GOAL OF THE EXERCISE | Return copies of the lines below that mention "both".

TASK MATERIAL |
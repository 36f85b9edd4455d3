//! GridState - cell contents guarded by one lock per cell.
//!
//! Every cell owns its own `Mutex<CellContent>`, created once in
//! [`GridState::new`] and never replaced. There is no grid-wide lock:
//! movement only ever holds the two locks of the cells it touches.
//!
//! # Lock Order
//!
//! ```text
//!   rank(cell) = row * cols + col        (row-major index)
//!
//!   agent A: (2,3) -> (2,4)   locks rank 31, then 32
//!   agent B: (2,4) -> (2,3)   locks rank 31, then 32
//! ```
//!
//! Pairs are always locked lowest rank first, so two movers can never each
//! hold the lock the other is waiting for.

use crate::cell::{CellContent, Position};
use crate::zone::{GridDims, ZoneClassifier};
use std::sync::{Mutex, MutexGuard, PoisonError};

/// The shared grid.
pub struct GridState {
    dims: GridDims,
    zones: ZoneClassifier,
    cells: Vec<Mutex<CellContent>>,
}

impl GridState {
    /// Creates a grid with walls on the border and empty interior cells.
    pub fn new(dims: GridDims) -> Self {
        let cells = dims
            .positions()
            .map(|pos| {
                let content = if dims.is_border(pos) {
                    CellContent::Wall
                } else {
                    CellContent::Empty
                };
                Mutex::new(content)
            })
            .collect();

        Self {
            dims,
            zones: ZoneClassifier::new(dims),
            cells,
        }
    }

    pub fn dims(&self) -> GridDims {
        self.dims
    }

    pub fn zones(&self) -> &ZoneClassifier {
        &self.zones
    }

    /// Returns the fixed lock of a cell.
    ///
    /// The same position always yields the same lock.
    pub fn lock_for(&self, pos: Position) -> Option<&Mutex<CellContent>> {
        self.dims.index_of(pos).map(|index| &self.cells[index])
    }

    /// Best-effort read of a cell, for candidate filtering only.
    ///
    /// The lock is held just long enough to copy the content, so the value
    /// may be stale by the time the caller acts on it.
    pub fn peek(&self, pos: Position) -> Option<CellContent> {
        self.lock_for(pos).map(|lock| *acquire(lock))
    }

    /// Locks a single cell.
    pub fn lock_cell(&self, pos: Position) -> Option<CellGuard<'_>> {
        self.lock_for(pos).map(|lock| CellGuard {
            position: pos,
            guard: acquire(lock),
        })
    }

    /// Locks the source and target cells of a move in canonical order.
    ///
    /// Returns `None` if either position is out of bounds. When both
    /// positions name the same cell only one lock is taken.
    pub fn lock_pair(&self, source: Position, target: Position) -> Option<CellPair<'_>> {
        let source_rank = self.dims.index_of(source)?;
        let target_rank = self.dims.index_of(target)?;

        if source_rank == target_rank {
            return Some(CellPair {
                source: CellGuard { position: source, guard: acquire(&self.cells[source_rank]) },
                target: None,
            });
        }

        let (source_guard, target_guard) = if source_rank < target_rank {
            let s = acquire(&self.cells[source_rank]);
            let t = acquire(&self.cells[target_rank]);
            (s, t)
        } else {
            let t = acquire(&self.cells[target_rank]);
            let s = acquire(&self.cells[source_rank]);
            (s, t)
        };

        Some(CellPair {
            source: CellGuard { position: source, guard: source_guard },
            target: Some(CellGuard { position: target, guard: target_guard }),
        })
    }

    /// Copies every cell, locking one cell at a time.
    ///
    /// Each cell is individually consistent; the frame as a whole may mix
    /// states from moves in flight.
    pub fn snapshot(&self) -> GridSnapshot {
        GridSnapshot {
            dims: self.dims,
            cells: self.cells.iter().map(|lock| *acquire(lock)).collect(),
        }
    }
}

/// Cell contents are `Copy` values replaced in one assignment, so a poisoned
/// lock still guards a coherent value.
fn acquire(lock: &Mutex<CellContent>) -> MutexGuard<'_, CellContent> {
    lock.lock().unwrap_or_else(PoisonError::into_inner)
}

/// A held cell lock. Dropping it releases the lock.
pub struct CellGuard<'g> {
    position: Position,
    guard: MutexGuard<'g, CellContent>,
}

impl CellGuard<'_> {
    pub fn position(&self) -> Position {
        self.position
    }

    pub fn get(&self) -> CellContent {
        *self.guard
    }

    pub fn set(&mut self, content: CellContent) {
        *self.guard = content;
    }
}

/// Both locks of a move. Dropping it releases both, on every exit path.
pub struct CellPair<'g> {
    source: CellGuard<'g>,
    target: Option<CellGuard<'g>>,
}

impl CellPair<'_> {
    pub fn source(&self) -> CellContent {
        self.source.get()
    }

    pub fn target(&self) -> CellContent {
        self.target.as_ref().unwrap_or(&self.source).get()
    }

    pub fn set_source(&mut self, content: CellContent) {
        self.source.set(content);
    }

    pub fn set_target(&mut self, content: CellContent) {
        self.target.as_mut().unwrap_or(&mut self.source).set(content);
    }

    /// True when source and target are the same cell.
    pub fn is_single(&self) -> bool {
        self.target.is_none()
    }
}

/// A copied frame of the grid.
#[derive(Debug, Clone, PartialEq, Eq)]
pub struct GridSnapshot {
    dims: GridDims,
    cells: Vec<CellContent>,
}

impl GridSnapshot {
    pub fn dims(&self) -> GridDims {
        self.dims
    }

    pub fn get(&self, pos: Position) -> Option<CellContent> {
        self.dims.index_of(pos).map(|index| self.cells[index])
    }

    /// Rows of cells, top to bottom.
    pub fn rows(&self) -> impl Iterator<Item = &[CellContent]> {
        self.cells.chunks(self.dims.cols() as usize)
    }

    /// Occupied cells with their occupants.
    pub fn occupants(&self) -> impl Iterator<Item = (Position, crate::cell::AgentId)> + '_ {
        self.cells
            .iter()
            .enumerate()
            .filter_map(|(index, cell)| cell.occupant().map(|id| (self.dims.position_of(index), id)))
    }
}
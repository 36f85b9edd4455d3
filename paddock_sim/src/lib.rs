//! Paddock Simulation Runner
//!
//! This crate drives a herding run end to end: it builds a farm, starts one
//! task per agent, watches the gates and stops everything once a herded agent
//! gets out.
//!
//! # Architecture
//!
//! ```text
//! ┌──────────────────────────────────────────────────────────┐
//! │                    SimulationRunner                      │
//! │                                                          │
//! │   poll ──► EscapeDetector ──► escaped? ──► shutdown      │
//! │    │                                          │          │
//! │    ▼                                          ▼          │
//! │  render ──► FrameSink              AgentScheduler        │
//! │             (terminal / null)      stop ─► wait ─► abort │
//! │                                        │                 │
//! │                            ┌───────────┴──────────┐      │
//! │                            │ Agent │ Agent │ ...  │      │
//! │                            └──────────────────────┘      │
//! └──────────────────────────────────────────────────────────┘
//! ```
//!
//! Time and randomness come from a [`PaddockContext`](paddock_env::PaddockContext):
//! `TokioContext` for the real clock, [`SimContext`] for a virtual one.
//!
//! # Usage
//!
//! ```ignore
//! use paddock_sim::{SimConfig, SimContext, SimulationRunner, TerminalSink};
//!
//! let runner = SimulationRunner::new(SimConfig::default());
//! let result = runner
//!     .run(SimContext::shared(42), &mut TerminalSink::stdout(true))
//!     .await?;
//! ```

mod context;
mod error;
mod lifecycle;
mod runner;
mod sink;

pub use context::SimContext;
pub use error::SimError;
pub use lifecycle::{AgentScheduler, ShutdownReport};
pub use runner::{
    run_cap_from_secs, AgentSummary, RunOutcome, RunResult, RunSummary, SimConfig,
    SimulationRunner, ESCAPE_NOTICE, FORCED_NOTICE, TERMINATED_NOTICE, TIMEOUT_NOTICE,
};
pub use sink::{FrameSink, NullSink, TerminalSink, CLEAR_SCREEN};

EXERCISE SOLUTION |
    /// Returns `None` if either position is out of bounds. When both
/// Both locks of a move. Dropping it releases both, on every exit path.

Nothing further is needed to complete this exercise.